Robert Lowell

It's interesting that while on the west coast and different parts of the country you see the immigrant experience going strong, people coming to America and dealing that old culture, Lowell is dealing with a culture that we have been studying since the first day of class. That is, the old Puritans. As much as we are a melting pot of all these other cultures this puritan shadow still falls upon us, it still has an impact today. So it hasn't gone away. Especially in Boston. He is from a patrician family, the Lowells. He's related to Amy Lowell, whom we studied earlier.

These leading Protestant families were called the Boston Brahmans, like the upper class of people in India, and of course they look down upon everyone else (another old Puritan habit). They especially looked down on these new-coming Irish immigrants with their Catholicism and their different cultural ways. And here they are with their roots in England, some of them even talk with an English accent (Have you ever heard Bill Buckley speak?).

Robert does two things that really split him off from his family. He has a generational problem, if not a cultural problem.

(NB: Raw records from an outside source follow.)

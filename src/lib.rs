// Core modules
pub mod error;
pub mod config;
pub mod core;
pub mod logging;

// External collaborators and the command-line surface
pub mod system;
pub mod cli;

// Re-exports for convenience
pub use error::{BlobmanError, Result};
pub use config::BlobmanConfig;
pub use core::{LockDiff, LockState, ReconciliationService, Workspace};
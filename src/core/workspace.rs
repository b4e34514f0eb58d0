use std::fs;
use std::io::Write;
use std::path::{Path, PathBuf};

use tracing::debug;

use crate::config::{atomic_write, BlobmanConfig, RepositoryCredentials};
use crate::core::lock::LockState;
use crate::error::{BlobmanError, ErrorContext, Result};

pub const BLOBMAN_DIR: &str = ".blobman";
pub const CONFIG_FILE: &str = "config.json";
pub const LOCK_FILE: &str = "lock.json";
pub const PASSWORD_FILE: &str = "password.txt";
/// Lock record uploaded alongside the blobs of every snapshot.
pub const SNAPSHOT_LOCK_FILE: &str = "snapshot-lock.json";

/// Entries blobman keeps in the repository `.gitignore`.
pub const IGNORED_ENTRIES: [&str; 2] = [".blobman/password.txt", ".blobman/snapshot-lock.json"];

/// Create `path` readable by the owner only and write `content` to it.
fn write_private(path: &Path, content: &str) -> Result<()> {
    let mut options = fs::OpenOptions::new();
    options.write(true).create(true).truncate(true);
    #[cfg(unix)]
    {
        use std::os::unix::fs::OpenOptionsExt;
        options.mode(0o600);
    }
    let mut file = options
        .open(path)
        .with_io_context(|| format!("creating {}", path.display()))?;
    file.write_all(content.as_bytes())
        .with_io_context(|| format!("writing {}", path.display()))
}

/// Walk up from `start` to the first directory containing `.git`.
pub fn find_repo_root(start: &Path) -> Result<PathBuf> {
    let start = start
        .canonicalize()
        .with_io_context(|| format!("resolving {}", start.display()))?;
    let root = start
        .ancestors()
        .find(|dir| dir.join(".git").exists())
        .map(Path::to_path_buf);
    root.ok_or(BlobmanError::NotARepository { start })
}

/// A git work tree and the blobman files inside it.
#[derive(Debug, Clone)]
pub struct Workspace {
    root: PathBuf,
}

impl Workspace {
    pub fn new<P: AsRef<Path>>(root: P) -> Self {
        Self {
            root: root.as_ref().to_path_buf(),
        }
    }

    /// Locate the workspace enclosing `start`.
    pub fn discover(start: &Path) -> Result<Self> {
        let root = find_repo_root(start)?;
        debug!(root = %root.display(), "discovered repository root");
        Ok(Self::new(root))
    }

    pub fn root(&self) -> &Path {
        &self.root
    }

    pub fn blobman_dir(&self) -> PathBuf {
        self.root.join(BLOBMAN_DIR)
    }

    pub fn config_path(&self) -> PathBuf {
        self.blobman_dir().join(CONFIG_FILE)
    }

    pub fn lock_path(&self) -> PathBuf {
        self.blobman_dir().join(LOCK_FILE)
    }

    pub fn password_path(&self) -> PathBuf {
        self.blobman_dir().join(PASSWORD_FILE)
    }

    /// Repository-relative path of the staged snapshot lock record.
    pub fn snapshot_lock_rel() -> String {
        format!("{}/{}", BLOBMAN_DIR, SNAPSHOT_LOCK_FILE)
    }

    pub fn gitignore_path(&self) -> PathBuf {
        self.root.join(".gitignore")
    }

    pub fn is_initialized(&self) -> bool {
        self.blobman_dir().exists()
    }

    /// Create `.blobman/` with an empty config and an untagged empty lock.
    pub fn initialize(&self, config: &BlobmanConfig, password: &str) -> Result<()> {
        if self.is_initialized() {
            return Err(BlobmanError::AlreadyExists {
                resource: "blobman repository".to_string(),
                identifier: self.blobman_dir().display().to_string(),
            });
        }

        let dir = self.blobman_dir();
        fs::create_dir_all(&dir)
            .with_io_context(|| format!("creating directory {}", dir.display()))?;
        write_private(&self.password_path(), password)?;
        self.save_config(config)?;
        self.save_lock(&LockState::default())?;
        for entry in IGNORED_ENTRIES {
            ensure_line(&self.gitignore_path(), entry)?;
        }
        Ok(())
    }

    pub fn load_config(&self) -> Result<BlobmanConfig> {
        BlobmanConfig::load(self.config_path())
    }

    pub fn save_config(&self, config: &BlobmanConfig) -> Result<()> {
        config.save(self.config_path())
    }

    pub fn load_lock(&self) -> Result<LockState> {
        let path = self.lock_path();
        if !path.exists() {
            return Err(BlobmanError::ConfigMissing { path });
        }
        let content = fs::read_to_string(&path)
            .with_io_context(|| format!("reading lock file {}", path.display()))?;
        LockState::from_json(&content).map_err(|e| match e {
            BlobmanError::Config { message, .. } => BlobmanError::Config {
                message,
                path: Some(path.clone()),
            },
            other => other,
        })
    }

    /// Persist `lock` with a single atomic replace.
    pub fn save_lock(&self, lock: &LockState) -> Result<()> {
        atomic_write(&self.lock_path(), lock.to_json()?.as_bytes())
    }

    pub fn credentials(&self, config: &BlobmanConfig) -> Result<RepositoryCredentials> {
        let password_file = self.password_path();
        if !password_file.exists() {
            return Err(BlobmanError::ConfigMissing { path: password_file });
        }
        Ok(config.credentials(password_file))
    }
}

/// Append `line` to `file` unless a line with the same trimmed content exists.
pub fn ensure_line(file: &Path, line: &str) -> Result<()> {
    let existing = if file.exists() {
        fs::read_to_string(file).with_io_context(|| format!("reading {}", file.display()))?
    } else {
        String::new()
    };
    if existing.lines().any(|l| l.trim() == line) {
        return Ok(());
    }

    let mut content = existing;
    if !content.is_empty() && !content.ends_with('\n') {
        content.push('\n');
    }
    content.push_str(line);
    content.push('\n');
    fs::write(file, content).with_io_context(|| format!("updating {}", file.display()))
}

#[cfg(test)]
mod tests {
    use super::*;
    use crate::core::lock::TrackedFile;
    use tempfile::tempdir;

    fn git_dir() -> tempfile::TempDir {
        let dir = tempdir().unwrap();
        fs::create_dir(dir.path().join(".git")).unwrap();
        dir
    }

    #[test]
    fn test_find_repo_root_from_nested_dir() {
        let dir = git_dir();
        let nested = dir.path().join("a/b");
        fs::create_dir_all(&nested).unwrap();

        let root = find_repo_root(&nested).unwrap();
        assert_eq!(root, dir.path().canonicalize().unwrap());
    }

    #[test]
    fn test_find_repo_root_outside_repo() {
        let dir = tempdir().unwrap();
        // The temp dir itself may sit under a repository on some machines.
        if let Err(err) = find_repo_root(dir.path()) {
            assert!(matches!(err, BlobmanError::NotARepository { .. }));
        }
    }

    #[test]
    fn test_initialize_layout() {
        let dir = git_dir();
        let ws = Workspace::new(dir.path());
        ws.initialize(&BlobmanConfig::new("/srv/restic"), "hunter2").unwrap();

        assert!(ws.is_initialized());
        assert_eq!(fs::read_to_string(ws.password_path()).unwrap(), "hunter2");
        assert_eq!(ws.load_config().unwrap().repository_url, "/srv/restic");
        assert_eq!(ws.load_lock().unwrap(), LockState::default());

        let gitignore = fs::read_to_string(ws.gitignore_path()).unwrap();
        for entry in IGNORED_ENTRIES {
            assert!(gitignore.lines().any(|l| l == entry));
        }

        let err = ws.initialize(&BlobmanConfig::new("/srv/restic"), "x").unwrap_err();
        assert!(matches!(err, BlobmanError::AlreadyExists { .. }));
    }

    #[cfg(unix)]
    #[test]
    fn test_password_file_is_owner_only() {
        use std::os::unix::fs::PermissionsExt;

        let dir = git_dir();
        let ws = Workspace::new(dir.path());
        ws.initialize(&BlobmanConfig::new("/srv/restic"), "hunter2").unwrap();

        let mode = fs::metadata(ws.password_path()).unwrap().permissions().mode();
        assert_eq!(mode & 0o777, 0o600);
        assert_eq!(fs::read_to_string(ws.password_path()).unwrap(), "hunter2");
    }

    #[test]
    fn test_ensure_line_is_idempotent() {
        let dir = tempdir().unwrap();
        let file = dir.path().join(".gitignore");
        fs::write(&file, "target").unwrap();

        ensure_line(&file, ".blobman/password.txt").unwrap();
        ensure_line(&file, ".blobman/password.txt").unwrap();

        assert_eq!(fs::read_to_string(&file).unwrap(), "target\n.blobman/password.txt\n");
    }

    #[test]
    fn test_lock_missing_and_round_trip() {
        let dir = git_dir();
        let ws = Workspace::new(dir.path());
        assert!(matches!(ws.load_lock(), Err(BlobmanError::ConfigMissing { .. })));

        let lock = LockState::untagged([TrackedFile::new("a.bin", "aaa")]).with_tag("deadbeef");
        ws.save_lock(&lock).unwrap();
        assert_eq!(ws.load_lock().unwrap(), lock);
    }

    #[test]
    fn test_credentials_require_password_file() {
        let dir = git_dir();
        let ws = Workspace::new(dir.path());
        let config = BlobmanConfig::new("/srv/restic");
        assert!(matches!(ws.credentials(&config), Err(BlobmanError::ConfigMissing { .. })));
    }
}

  1. He converts to Roman Catholicism. This was the religion of the rabble. Proper Boston families were congregationalists, unitarians, all these other descendants of the old protestant main line churches, presbyterians. And here he becomes a Roman Catholic.
  2. Then also he was a conscience objector in World War II. So, he's a bit separated from his family and his background, but never the less has to deal with it.

"Mr. Edwards and the Spider"

And we get to that right off the bat with 'Mr. Edwards and the Spider'. Which Mr. Edwards are we talking about? Jonathan Edwards. Why does the leaf fall in the woods? A message from God, remember? Mr. Edwards, I don't know if we mentioned this at the time, died at a relatively young age as a result of the small pox vaccine. Now here is a guy, who represents the previous era, being killed by science. He would have done better to just trust in God to get him through the small pox. His famous sermon, what was his famous sermon? 'Sinners in the hands of an angry God.' And of course this spider here comes from that sermon. The idea of the spider dangling over the fire the same way god dangles us over the fires of hell, that at any moment the string may snap. Now how do spiders do this? They spin these little webs out, what do they call those webs? Have you heard the term gossamer? Gossamer is the web the spiders spin so they can fly through the sky. Kind of like a kite, it lets the spider float through the air.
 

The web goes up into the air and the wind catches it and carries it off into the air. And also like a kite the tail helps to keep it from going to high, the tail of the kite weighs it down as well. So he sees

the spiders . . . .
 

So what happens to these spider when the wind is westerly? Ok, which was does a west wind blow from? It blows to the east from the west. What coast does Mr. Lowell live on? The east coast. And so if the wind is blowing east, it is blowing out to the Atlantic Ocean. So what is going to happen to these spiders? They are going to die. Like Mr. Edwards' spider. Here is this great desire to get from tree to tree to start up a new generation. But instead the wind blows them out to sea and they die.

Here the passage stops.